Judge of the United States Court of Appeals for the Sixth Circuit
- Incumbent
- Assumed office May 5, 2003
- Appointed by: George W. Bush
- Preceded by: David Aldrich Nelson
- Succeeded by: Benjamin M. Flowers (designate)

2nd Solicitor General of Ohio
- In office 1995–1998
- Governor: George Voinovich
- Preceded by: Richard Cordray
- Succeeded by: Edward B. Foley

Personal details
- Born: Jeffrey Stuart Sutton 1960 (age 65–66) Dhahran, Saudi Arabia
- Education: Williams College (BA) Ohio State University (JD)

= Jeffrey Sutton =

American federal judge (born 1960)

Jeffrey Stuart Sutton (born 1960) is an American lawyer and jurist serving as the chief judge of the United States Court of Appeals for the Sixth Circuit. Sutton was appointed to the Sixth Circuit in 2003 by President George W. Bush and has served as its chief judge since 2021.

==Early life and career==
Sutton received a Bachelor of Arts degree in history from Williams College in 1983. Sutton worked as a paralegal in Washington, D.C., and spent a summer at an archaeological dig site in Jordan as part of a United States Department of State cultural exchange program, then returned to Ohio to be a high school history teacher and varsity soccer coach at the Columbus Academy, a private school in Gahanna, Ohio.

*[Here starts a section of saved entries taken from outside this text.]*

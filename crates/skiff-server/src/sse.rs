use std::convert::Infallible;
use std::sync::Arc;

use axum::extract::{Query, State};
use axum::http::HeaderMap;
use axum::response::sse::{Event, Sse};
use futures::Stream;
use serde::Deserialize;
use tokio::sync::broadcast;
use tracing::{debug, warn};

use skiff_core::ids::SessionId;

use crate::server::AppState;

const REPLAY_BATCH: u32 = 5000;

#[derive(Debug, Deserialize)]
pub struct EventStreamParams {
    pub session_id: Option<String>,
    pub since: Option<i64>,
}

/// `GET /event`: the long-lived SSE subscription.
///
/// Protocol: a `connected` message (no id), then replay of persisted events
/// with `id > since` (from the query or `Last-Event-ID` header), then live
/// delivery. Periodic `heartbeat` messages keep idle connections open.
/// If the subscriber falls behind the broadcast queue the stream ends; the
/// client reconnects with its last id and replay fills the gap.
pub async fn event_stream(
    State(state): State<Arc<AppState>>,
    Query(params): Query<EventStreamParams>,
    headers: HeaderMap,
) -> Sse<impl Stream<Item = Result<Event, Infallible>>> {
    let session_filter = params.session_id.map(SessionId::from_raw);
    let since = params.since.or_else(|| {
        headers
            .get("last-event-id")
            .and_then(|v| v.to_str().ok())
            .and_then(|v| v.parse().ok())
    });

    let heartbeat = state.config.heartbeat;
    let stream = async_stream::stream! {
        // Subscribe before snapshotting the replay so no event falls in the
        // gap between the two; duplicates at the seam are filtered by id.
        let mut rx = state.bus.subscribe();

        let latest_id = state.bus.latest_id().unwrap_or(0);
        let connected = serde_json::json!({
            "type": "connected",
            "ts": now_ts(),
            "payload": {
                "server_time": chrono::Utc::now().to_rfc3339(),
                "latest_id": latest_id,
            },
        });
        yield Ok(Event::default().event("connected").data(connected.to_string()));

        // Replay in pages until a short page shows the backlog is drained;
        // a single capped query would silently drop events past the cap.
        let mut last_id = since.unwrap_or(0);
        loop {
            let page = match state.bus.replay(session_filter.as_ref(), Some(last_id), REPLAY_BATCH)
            {
                Ok(page) => page,
                Err(e) => {
                    warn!(error = %e, "SSE replay failed");
                    return;
                }
            };
            let page_full = page.len() as u32 == REPLAY_BATCH;
            if page_full {
                warn!(
                    after_id = last_id,
                    page_size = REPLAY_BATCH,
                    "SSE replay page filled to cap; fetching next page"
                );
            }
            for envelope in page {
                last_id = envelope.id;
                if let Some(event) = envelope_event(&envelope) {
                    yield Ok(event);
                }
            }
            if !page_full {
                break;
            }
        }

        let mut ticker = tokio::time::interval(heartbeat);
        ticker.set_missed_tick_behavior(tokio::time::MissedTickBehavior::Skip);
        ticker.reset();

        loop {
            let next = tokio::select! {
                received = rx.recv() => match received {
                    Ok(envelope) => {
                        let in_session = session_filter
                            .as_ref()
                            .map(|filter| &envelope.session_id == filter)
                            .unwrap_or(true);
                        // Events already sent during replay are skipped.
                        if in_session && envelope.id > last_id {
                            last_id = envelope.id;
                            envelope_event(&envelope)
                        } else {
                            None
                        }
                    }
                    Err(broadcast::error::RecvError::Lagged(skipped)) => {
                        warn!(skipped, "SSE subscriber lagged; dropping stream for reconnect");
                        break;
                    }
                    Err(broadcast::error::RecvError::Closed) => {
                        debug!("event bus closed; ending SSE stream");
                        break;
                    }
                },
                _ = ticker.tick() => {
                    let hb = serde_json::json!({
                        "type": "heartbeat",
                        "ts": now_ts(),
                        "payload": {},
                    });
                    Some(Event::default().event("heartbeat").data(hb.to_string()))
                }
            };
            if let Some(event) = next {
                yield Ok(event);
            }
        }
    };

    Sse::new(stream)
}

fn envelope_event(envelope: &skiff_core::events::EventEnvelope) -> Option<Event> {
    match serde_json::to_string(envelope) {
        Ok(data) => Some(
            Event::default()
                .id(envelope.id.to_string())
                .event("event")
                .data(data),
        ),
        Err(e) => {
            warn!(id = envelope.id, error = %e, "failed to serialize event envelope");
            None
        }
    }
}

fn now_ts() -> f64 {
    chrono::Utc::now().timestamp_millis() as f64 / 1000.0
}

Sutton received his Juris Doctor from Ohio State University's Moritz College of Law in 1990. He then clerked for Judge Thomas Meskill of the United States Court of Appeals for the Second Circuit from 1990 to 1991. Next he clerked at the United States Supreme Court for Justice Lewis F. Powell Jr., who had assumed senior status, then for Justice Antonin Scalia from 1991 to 1992. Scalia later said that Sutton was "one of the very best law clerks [he] ever had".

Sutton was in private practice in Columbus at the law firm Jones Day from 1992 to 1995 and 1998 to 2003, serving as Solicitor General of Ohio from 1995 to 1998. He has also served as an adjunct professor of law at the Ohio State University Moritz College of Law since 1994 and more recently as a visiting lecturer at Harvard Law School. He teaches state constitutional law, a subject in which he is particularly interested and about which he has written extensively.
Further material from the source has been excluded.